State reports 431 new cases, 10 deaths; positivity rate still below 3%
Maryland officials reported Sunday 431 new cases of the novel coronavirus and 10 more deaths.
Sunday’s additions bring the state’s total to 123,403 cases of COVID-19, the illness caused by the virus, since it began tracking the disease in March.
Since then, officials say 3,790 people have died because of the disease or complications from it. It’s only the second time in the past 23 days the state has seen 10 or more newly reported deaths due to the virus.
As of Sunday, 328 people in Maryland are hospitalized due to complications from COVID-19, 19 fewer people than Saturday.
The statewide rolling seven-day positivity testing rate is at 2.57% as of Sunday, effectively flat with Saturday’s rate. The state also reported a daily positivity rate of 1.92% of 30,051 completed tests, which is only the second time in the past six months the state has reported an under-2% daily positivity rate, with the last time being Sept. 19 when there was a 1.89% daily rate, the lowest on record.
The World Health Organization recommends 14 straight days with a seven-day rolling positivity rate of 5% or lower before governments begin relaxing social distancing and business restrictions.
Johns Hopkins University’s coronavirus research center pegs Maryland’s seven-day rolling positivity rate at 4.93%, making it one of 22 states, along with the District of Columbia, the university says is below the recommended 5% rate. Hopkins calculates its rate using the number of people to whom tests have been administered, but the state uses the raw number of tests administered. In other words, Hopkins doesn’t count multiple tests administered to the same person.
While the state is largely seeing positivity rates drop, Worcester County on Maryland’s Eastern Shore continues to have a positivity rate above the 5% recommended rate, posting a 7.07% seven-day rolling average Sunday with five newly confirmed cases. The rate is a slight decrease from Saturday’s rate of 7.3%.
The rural county of roughly 52,000 people that also includes the Ocean City resort town has seen its average positivity rate fluctuate significantly since July, seeing spikes as high as 8.39% earlier this month.
Since Sept. 20, the county has gone from a 3.88% positivity rate to 7.07% Sunday as officials have confirmed 50 new cases in the county during that time for a total of 1,050 cases since the start of the pandemic.
It’s one of two Eastern Shore jurisdictions above the 5% recommended rate. Somerset County, a county of roughly 26,000 people that borders Worcester County, has a seven-day rolling average of 5.07% as of Sunday. The county has confirmed 30 new cases since Sept. 22, more than 10% of the county’s total of 276 cases since mid-March.

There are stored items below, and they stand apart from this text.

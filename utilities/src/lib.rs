pub extern crate rustfft;

// export rustfft to radixft
use std::f64::consts::PI;

use rand::{distributions::Uniform, prelude::*};
use rustfft::num_complex::Complex64;
use rustfft::num_traits::Float;

/// Asserts that two fp numbers are approximately equal.
///
/// # Panics
///
/// Panics if `actual` and `expected` are too far from each other
#[allow(dead_code)]
#[track_caller]
pub fn assert_float_closeness<T: Float + std::fmt::Display>(actual: T, expected: T, epsilon: T) {
    if (actual - expected).abs() >= epsilon {
        panic!(
            "Assertion failed: {actual} too far from expected value {expected} (with epsilon {epsilon})",
        );
    }
}

/// Fill `signal` with random complex samples, both parts uniform in `[-1, 1)`.
pub fn gen_random_signal(signal: &mut [Complex64]) {
    let mut rng = thread_rng();

    let uniform_dist = Uniform::new(-1.0, 1.0);
    for z in signal.iter_mut() {
        *z = Complex64::new(uniform_dist.sample(&mut rng), uniform_dist.sample(&mut rng));
    }
}

/// DCT-II straight from the definition, `y[k] = 2·Σ x[n]·cos(πk(2n+1)/(2N))`.
pub fn dct2_reference(x: &[f64]) -> Vec<f64> {
    let n = x.len() as f64;
    (0..x.len())
        .map(|k| {
            2.0 * x
                .iter()
                .enumerate()
                .map(|(i, v)| v * (PI * k as f64 * (2 * i + 1) as f64 / (2.0 * n)).cos())
                .sum::<f64>()
        })
        .collect()
}
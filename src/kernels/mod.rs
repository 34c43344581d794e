//! FFT Butterfly Kernels
//!
//! Each kernel executes exactly one stage of the Cooley-Tukey recursion, in place, over the whole
//! buffer. The butterflies of one stage are independent and may run concurrently, but a stage
//! must be finished before the next one starts reading.
//!
//! Every butterfly reads all of its inputs into locals before writing any output, so no output
//! of a butterfly can observe another output of the same butterfly.
//!
//! ## Organization
//!
//! - `radix2`: two-point butterflies for the DIT and DIF orderings
//! - `radix4`: four-point butterflies for the DIT and DIF orderings

pub mod radix2;
pub mod radix4;
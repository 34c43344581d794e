//! Decimation-in-Frequency (DIF) FFT Implementation
//!
//! The DIF algorithm applies butterflies whose span shrinks from `N / radix` down to 1. Input is
//! processed in natural order and the output comes out digit-reversed, so a final permutation
//! puts it back in natural order.
//!
//! ## Algorithm Overview
//!
//! 1. Start with butterflies spanning `N / radix` samples
//! 2. Divide the span by the radix after every stage
//! 3. Apply digit reversal to the output
use num_complex::Complex64;

use crate::error::FftError;
use crate::kernels::radix2::radix2_dif_stage;
use crate::kernels::radix4::radix4_dif_stage;
use crate::planner::{Planner, Radix};

/// DIF FFT with a pre-computed planner.
///
/// # Errors
///
/// Returns [`FftError::LengthMismatch`] if `data` does not have the planner's length. Nothing is
/// written in that case.
pub(crate) fn dif_with_planner(
    data: &mut [Complex64],
    planner: &Planner,
    multithreaded: bool,
) -> Result<(), FftError> {
    if data.len() != planner.len() {
        return Err(FftError::LengthMismatch {
            expected: planner.len(),
            actual: data.len(),
        });
    }

    let twiddles = planner.twiddles();
    let radix = planner.radix().value();
    let mut span = planner.len() / radix;
    for _ in 0..planner.stages() {
        match planner.radix() {
            Radix::Two => radix2_dif_stage(data, twiddles, span, multithreaded),
            Radix::Four => radix4_dif_stage(data, twiddles, span, multithreaded),
        }
        span /= radix;
    }

    planner.reversal().apply(data)
}

#[cfg(test)]
mod tests {
    use super::*;
    use crate::algorithms::dit::dit_with_planner;
    use crate::planner::Direction;

    #[test]
    fn agrees_with_dit() {
        let cases = [
            (2, Radix::Two),
            (32, Radix::Two),
            (4, Radix::Four),
            (256, Radix::Four),
        ];
        for (len, radix) in cases {
            let planner = Planner::new(len, radix, Direction::Forward).unwrap();
            let input: Vec<Complex64> = (0..len)
                .map(|i| Complex64::new((i as f64).sin(), (i as f64 * 0.3).cos()))
                .collect();

            let mut dif = input.clone();
            dif_with_planner(&mut dif, &planner, false).unwrap();
            let mut dit = input;
            dit_with_planner(&mut dit, &planner, false).unwrap();

            for (a, b) in dif.iter().zip(dit.iter()) {
                assert!((a - b).norm() < 1e-9, "N = {len}: {a} != {b}");
            }
        }
    }

    #[test]
    fn constant_input_concentrates_in_bin_zero() {
        let planner = Planner::new(64, Radix::Four, Direction::Forward).unwrap();
        let mut data = vec![Complex64::new(1.0, 0.0); 64];
        dif_with_planner(&mut data, &planner, false).unwrap();

        assert!((data[0] - Complex64::new(64.0, 0.0)).norm() < 1e-12);
        for z in &data[1..] {
            assert!(z.norm() < 1e-12);
        }
    }
}
//! FFT Algorithm Implementations
//!
//! This module contains the orchestration of the butterfly stages and the digit-reversal
//! permutation that goes with them.
//!
//! ## Available Algorithms
//!
//! - **DIT (Decimation-in-Time)**: The default algorithm. The input is digit-reversed first, then
//!   butterflies grow from the smallest span to the largest. Output is in natural order.
//!
//! - **DIF (Decimation-in-Frequency)**: Processes butterflies from the largest span to the
//!   smallest on natural-order input, then digit-reverses the output.
//!
//! Both orderings compute the same transform for the same radix and direction.

pub mod dif;
pub mod digit_reversal;
pub mod dit;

The vast majority of cases were reported in Maryland’s most populated counties, as five jurisdictions in the Baltimore-Washington D.C. corridor accounted for more than two-thirds of all of Sunday’s newly reported cases.
Montgomery County led the state in new daily cases with 85 confirmed Sunday. Montgomery is Maryland’s most populous county with more than 1 million people, and its 2.57% seven-day positivity rate is in line with the statewide average.
Baltimore City came in fourth with 41 newly confirmed cases and has remained below the statewide positivity average rate since Aug. 30, with a seven-day rolling average of 1.81% as of Sunday.
Young adults, teenagers and pre-teens continue to be leading drivers behind the spread of the virus, as 167 of the reported cases were from people aged from 10 to 29 years old, or about 39% of all cases. For comparison, the U.S. Census Bureau estimates that about 26% of the state’s population ranges from 10 to 29 years old.
Meanwhile, the 10 people confirmed dead from the disease were all at least 50 years old, the state reported Sunday. Six of them were people 80 or older.
The pandemic continues to disproportionately affect the state’s Black and Latino populations. Roughly 63% of the state’s confirmed COVID-19 cases where information on race was available, 59,516, were found in Black or Hispanic residents. The two demographic groups represent less than half the state’s population.
In comparison, white residents — who constitute more than 58% of the state’s population, or about 50% when accounting for those who also identify as Hispanic or Latino — represented about 29.5% of all confirmed cases with 30,858. While the split is still disproportionate compared to the state’s population, white residents have slowly become a larger portion of the state’s total cases in recent months after representing less than a quarter of all cases in mid-July.
However, white people have a higher mortality rate compared with other races, with 1,600 cases proving fatal for a rate of about 5.19% as of Sunday. About 3.97% of cases among Black people and about1.64% of cases among Latinos were fatal.